Clearly the expected payoff from a standard bet is E[St] = pU + qD dollars. But there is no reason (a priori) to suppose that the initial stake satisfies S0 = E[St]. This is the expectation hypothesis, which we saw in the previous section is generally wrong. If S0 < E[St], then anyone willing to play this game is risk-averse, that is, they expect some profit, on average, for taking risk. If S0 > E[St], then players, on average, pay to take risk (which is typical for a Casino), and are risk-preferring. If S0 = E[St], then the players are risk-neutral, since they expect to neither gain nor lose money if they play for a long time.
3.2 Derivatives
A derivative is a kind of side-bet, with a prescribed payoff that depends on the outcome of the coin flip. The Casino is happy to allow derivative bets by special arrangement. In a typical contract, a player pays an initial bet f0
at time 0, and then receives a payoff of ft(St) dollars at time t, where ft(St) is a prescribed function of the random variable St. A derivative contract is defined by its payoff function ft(St) and its purchase price f0. It is possible, in principle, for f0 to be negative, which by convention means that the Casino pays the player to enter into the contract. Note that ft(St) can also, in
principle, be negative, in which case the player has to pay the Casino at time t.
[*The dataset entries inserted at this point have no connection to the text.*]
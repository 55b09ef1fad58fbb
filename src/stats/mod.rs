//! Read-only reports over puzzles and their history.
//!
//! Nothing here mutates state. Integrity problems in the data come back as
//! [`IntegrityViolation`](crate::error::IntegrityViolation) values next to
//! the numbers so one bad puzzle never hides the rest.

mod breakdown;
mod dashboard;
mod durations;
mod timeline;

pub use breakdown::{BreakdownRow, DEFAULT_NON_SCHEDULE_TAGS, StatusBreakdown, status_breakdown};
pub use dashboard::{EditorWorkload, Inbox, editor_workload, inbox};
pub use durations::{DurationReport, StatusDuration, duration_aggregates};
pub use timeline::{
    DEFAULT_CHART_EXCLUDED, StatusTimeline, TimeWindow, TimelineSample, status_counts_over_time,
};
For example, we can consider the important case of a call option, which has a payoff function
ft(St) = max[St− K, 0], (3.3) where K is a fixed number of dollars, known as the strike price, such that U > K > D. By construction, the call option pays off only when St = U . Note that many options, even if they are based on an underlying asset, do not necessarily involve the buying or selling of the underlying, but rather the cash difference between the asset value and the strike price is transferred if the terminal value of the asset exceeds the strike (assuming that the option is a call). In cases where the underlying is not transferrable, such as an option on a stock index, or the outcome of a coin flip, then a cash transfer is the only possibility. We could also consider a more complicated derivative, with a payoff function such as
ft(St) = αSt3+ βSt2+ γSt+ δ, (3.4) where α, β, γ, δ are constants. The pricing of an exotic derivative, like this one, is computationally more difficult than for a vanilla one, such as the call option above, however, mathematically they are given by the same general formula.
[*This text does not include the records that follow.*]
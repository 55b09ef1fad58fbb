use std::collections::HashMap;
use std::str::FromStr;

use chrono::{DateTime, Duration, Utc};
use serde::Serialize;

use crate::audit::AuditEntry;
use crate::error::HuntdeskError;
use crate::workflow::{STATUSES, Status, StatusTag};

/// Statuses left off the dashboard chart by default.
pub const DEFAULT_CHART_EXCLUDED: &[Status] =
    &[Status::Dead, Status::Deferred, Status::InitialIdea];

/// One point of the stacked chart: counts aligned with
/// [`StatusTimeline::labels`].
#[derive(Debug, Clone, PartialEq, Eq, Serialize)]
pub struct TimelineSample {
    pub at: DateTime<Utc>,
    pub counts: Vec<i64>,
}

impl TimelineSample {
    pub fn total(&self) -> i64 {
        self.counts.iter().sum()
    }
}

#[derive(Debug, Clone, PartialEq, Eq, Serialize)]
pub struct StatusTimeline {
    /// Displayed statuses, top of the stack first.
    pub statuses: Vec<Status>,
    pub labels: Vec<&'static str>,
    pub samples: Vec<TimelineSample>,
    pub target_count: Option<u32>,
}

impl StatusTimeline {
    pub fn with_target_count(mut self, target: Option<u32>) -> Self {
        self.target_count = target;
        self
    }

    pub fn last_sample_at(&self) -> Option<DateTime<Utc>> {
        self.samples.last().map(|s| s.at)
    }

    /// Keeps only samples no older than the last sample minus `window`.
    pub fn clipped(mut self, window: TimeWindow) -> Self {
        if let (TimeWindow::Last(span), Some(last)) = (window, self.last_sample_at()) {
            let start = last - span;
            self.samples.retain(|s| s.at >= start);
        }
        self
    }
}

/// Counts of puzzles in each status after every status event.
///
/// Entries are replayed in timestamp order, ties kept in log order. Excluded
/// statuses still take part in the bookkeeping (a puzzle moving out of one
/// decrements it) but are not displayed. Legacy codes are tracked the same
/// way and never displayed.
pub fn status_counts_over_time<'a, I>(entries: I, excluded: &[Status]) -> StatusTimeline
where
    I: IntoIterator<Item = &'a AuditEntry>,
{
    let statuses: Vec<Status> = STATUSES
        .iter()
        .rev()
        .copied()
        .filter(|s| !excluded.contains(s))
        .collect();

    let mut events: Vec<(&AuditEntry, &StatusTag)> = entries
        .into_iter()
        .filter_map(|e| e.status_change.as_ref().map(|tag| (e, tag)))
        .collect();
    events.sort_by_key(|(e, _)| e.timestamp);

    let mut counts: HashMap<&StatusTag, i64> = HashMap::new();
    let mut current: HashMap<u64, &StatusTag> = HashMap::new();
    let mut samples = Vec::with_capacity(events.len());

    for (entry, tag) in events {
        *counts.entry(tag).or_default() += 1;
        if let Some(previous) = current.insert(entry.puzzle_id, tag) {
            *counts.entry(previous).or_default() -= 1;
        }
        samples.push(TimelineSample {
            at: entry.timestamp,
            counts: statuses
                .iter()
                .map(|s| counts.get(&StatusTag::Known(*s)).copied().unwrap_or(0))
                .collect(),
        });
    }

    StatusTimeline {
        labels: statuses.iter().map(|s| s.display_name()).collect(),
        statuses,
        samples,
        target_count: None,
    }
}

/// How far back the dashboard chart looks.
#[derive(Debug, Clone, Copy, PartialEq, Eq)]
pub enum TimeWindow {
    AllTime,
    Last(Duration),
}

impl FromStr for TimeWindow {
    type Err = HuntdeskError;

    /// Accepts `alltime` or `<n>d`, `<n>w`, `<n>m` where a month is 30 days.
    fn from_str(s: &str) -> Result<Self, Self::Err> {
        if s == "alltime" {
            return Ok(TimeWindow::AllTime);
        }
        let invalid = || HuntdeskError::Config(format!("invalid time window: {s:?}"));
        let split = s.char_indices().last().map_or(0, |(i, _)| i);
        let (amount, unit) = s.split_at(split);
        let n: i64 = amount.parse().map_err(|_| invalid())?;
        if n <= 0 {
            return Err(invalid());
        }
        let span = match unit {
            "d" => Duration::days(n),
            "w" => Duration::weeks(n),
            "m" => Duration::days(30 * n),
            _ => return Err(invalid()),
        };
        Ok(TimeWindow::Last(span))
    }
}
Now we need to determine the price f0 that someone should pay at time 0 to buy a derivative that pays off ft(St) dollars at time t. A plausible guess is
f0 = E[ft(St)]
= pft(U ) + qft(D), (3.5)
which represents the expected payoff of the derivative, that is, the probability weighted average of the possible payoffs. This guess is another typical ex-ample of the ‘expectation hypothesis’. As before, it is wrong. So how do we determine f0? Just like in the simple currency model of section 2, we want to use a no arbitrage condition to determine the correct price.